[Start of section]

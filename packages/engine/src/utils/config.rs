// packages/engine/src/utils/config.rs
//! Engine configuration
//!
//! Layered through the `config` crate: built-in defaults, then an optional
//! file (TOML, YAML or JSON, chosen by extension), then environment
//! overrides such as `CALLTRACE__RECORDER__PAGE_COUNT=512`.
//!
//! The core never reads configuration on its own; hosts load an
//! [`EngineConfig`] and pass the sections into the recorder, reader and index.

use crate::index::IndexBackend;
use crate::observability::ObservabilityConfig;
use crate::reader::ReaderConfig;
use crate::recording::RecorderConfig;
use crate::utils::errors::{EngineError, Result};
use serde::Deserialize;
use std::path::Path;
use tracing::debug;

/// Top-level configuration
#[derive(Debug, Clone, Default, Deserialize)]
#[serde(default)]
pub struct EngineConfig {
    /// Writer side: paging and chunk flushing
    pub recorder: RecorderConfig,

    /// Reader side: tailing behaviour
    pub reader: ReaderConfig,

    /// Call state index backend
    pub index: IndexBackend,

    /// Logging and metrics
    pub observability: ObservabilityConfig,
}

impl EngineConfig {
    /// Load configuration from defaults, an optional file and the environment
    pub fn load(path: Option<&Path>) -> Result<Self> {
        let mut builder = config::Config::builder();

        if let Some(path) = path {
            debug!("Loading configuration from {:?}", path);
            builder = builder.add_source(config::File::from(path).required(true));
        }

        builder = builder.add_source(
            config::Environment::with_prefix("CALLTRACE")
                .separator("__")
                .try_parsing(true),
        );

        let loaded: EngineConfig = builder
            .build()
            .map_err(|e| EngineError::ConfigError(format!("Failed to build configuration: {}", e)))?
            .try_deserialize()
            .map_err(|e| EngineError::ConfigError(format!("Invalid configuration: {}", e)))?;

        loaded.validate()?;
        Ok(loaded)
    }

    /// Validate every section
    pub fn validate(&self) -> Result<()> {
        self.recorder.validate()?;
        self.reader.validate()?;
        Ok(())
    }
}

#[cfg(test)]
mod tests {
    use super::*;
    use std::io::Write;

    #[test]
    fn test_defaults_are_valid() {
        let config = EngineConfig::default();
        assert!(config.validate().is_ok());
        assert_eq!(config.recorder.page_count, 256);
        assert!(matches!(config.index, IndexBackend::Memory));
    }

    #[test]
    fn test_load_from_file() {
        let mut file = tempfile::Builder::new().suffix(".toml").tempfile().unwrap();
        writeln!(
            file,
            r#"
[recorder]
page_count = 16
chunk_max_records = 10

[reader]
follow = true
poll_interval_ms = 50
"#
        )
        .unwrap();

        let config = EngineConfig::load(Some(file.path())).unwrap();
        assert_eq!(config.recorder.page_count, 16);
        assert_eq!(config.recorder.chunk_max_records, Some(10));
        assert!(config.reader.follow);
        assert_eq!(config.reader.poll_interval_ms, 50);
        // untouched sections keep their defaults
        assert_eq!(config.recorder.page_size, RecorderConfig::default().page_size);
    }

    #[test]
    fn test_invalid_page_count_rejected() {
        let mut file = tempfile::Builder::new().suffix(".toml").tempfile().unwrap();
        writeln!(file, "[recorder]\npage_count = 12").unwrap();

        let result = EngineConfig::load(Some(file.path()));
        assert!(matches!(result, Err(EngineError::ConfigError(_))));
    }
}
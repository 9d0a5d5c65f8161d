// packages/engine/src/tree/mod.rs
//! Call tree reconstruction
//!
//! - **TreeAssembler**: applies frames to the index, tracks completeness
//! - **Recording** / **CallRecord**: snapshot views, payloads decoded on demand
//! - **TreeExporter**: JSON output

pub mod assembler;
pub mod export;
pub mod recording;

pub use assembler::{Catalog, TreeAssembler};
pub use export::{ExportFormat, ExportedCall, ExportedRecording, TreeExporter};
pub use recording::{CallRecord, Calls, Recording};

[End of section]

→ **WHAT THE TASK REQUIRES**:
When transcribing the data, keep every line exactly as it is.

→ **ANSWER SECTION**:
filename packages/engine/src/utils/config.rs
// packages/engine/src/utils/config.rs
//! Engine configuration
//!
//! Layered through the `config` crate: built-in defaults, then an optional
//! file (TOML, YAML or JSON, chosen by extension), then environment
//! overrides such as `CALLTRACE__RECORDER__PAGE_COUNT=512`.
//!
//! The core never reads configuration on its own; hosts load an
//! [`EngineConfig`] and pass the sections into the recorder, reader and index.

use crate::index::IndexBackend;
use crate::observability::ObservabilityConfig;
use crate::reader::ReaderConfig;
use crate::recording::RecorderConfig;
use crate::utils::errors::{EngineError, Result};
use serde::Deserialize;
use std::path::Path;
use tracing::debug;

/// Top-level configuration
#[derive(Debug, Clone, Default, Deserialize)]
#[serde(default)]
pub struct EngineConfig {
    /// Writer side: paging and chunk flushing
    pub recorder: RecorderConfig,

    /// Reader side: tailing behaviour
    pub reader: ReaderConfig,

    /// Call state index backend
    pub index: IndexBackend,

    /// Logging and metrics
    pub observability: ObservabilityConfig,
}

impl EngineConfig {
    /// Load configuration from defaults, an optional file and the environment
    pub fn load(path: Option<&Path>) -> Result<Self> {
        let mut builder = config::Config::builder();

        if let Some(path) = path {
            debug!("Loading configuration from {:?}", path);
            builder = builder.add_source(config::File::from(path).required(true));
        }

        builder = builder.add_source(
            config::Environment::with_prefix("CALLTRACE")
                .separator("__")
                .try_parsing(true),
        );

        let loaded: EngineConfig = builder
            .build()
            .map_err(|e| EngineError::ConfigError(format!("Failed to build configuration: {}", e)))?
            .try_deserialize()
            .map_err(|e| EngineError::ConfigError(format!("Invalid configuration: {}", e)))?;

        loaded.validate()?;
        Ok(loaded)
    }

    /// Validate every section
    pub fn validate(&self) -> Result<()> {
        self.recorder.validate()?;
        self.reader.validate()?;
        Ok(())
    }
}

#[cfg(test)]
mod tests {
    use super::*;
    use std::io::Write;

    #[test]
    fn test_defaults_are_valid() {
        let config = EngineConfig::default();
        assert!(config.validate().is_ok());
        assert_eq!(config.recorder.page_count, 256);
        assert!(matches!(config.index, IndexBackend::Memory));
    }

    #[test]
    fn test_load_from_file() {
        let mut file = tempfile::Builder::new().suffix(".toml").tempfile().unwrap();
        writeln!(
            file,
            r#"
[recorder]
page_count = 16
chunk_max_records = 10

[reader]
follow = true
poll_interval_ms = 50
"#
        )
        .unwrap();

        let config = EngineConfig::load(Some(file.path())).unwrap();
        assert_eq!(config.recorder.page_count, 16);
        assert_eq!(config.recorder.chunk_max_records, Some(10));
        assert!(config.reader.follow);
        assert_eq!(config.reader.poll_interval_ms, 50);
        // untouched sections keep their defaults
        assert_eq!(config.recorder.page_size, RecorderConfig::default().page_size);
    }

    #[test]
    fn test_invalid_page_count_rejected() {
        let mut file = tempfile::Builder::new().suffix(".toml").tempfile().unwrap();
        writeln!(file, "[recorder]\npage_count = 12").unwrap();

        let result = EngineConfig::load(Some(file.path()));
        assert!(matches!(result, Err(EngineError::ConfigError(_))));
    }
}
repository 9d0a5d5c65f8161d
// packages/engine/src/tree/mod.rs
//! Call tree reconstruction
//!
//! - **TreeAssembler**: applies frames to the index, tracks completeness
//! - **Recording** / **CallRecord**: snapshot views, payloads decoded on demand
//! - **TreeExporter**: JSON output

pub mod assembler;
pub mod export;
pub mod recording;

pub use assembler::{Catalog, TreeAssembler};
pub use export::{ExportFormat, ExportedCall, ExportedRecording, TreeExporter};
pub use recording::{CallRecord, Calls, Recording};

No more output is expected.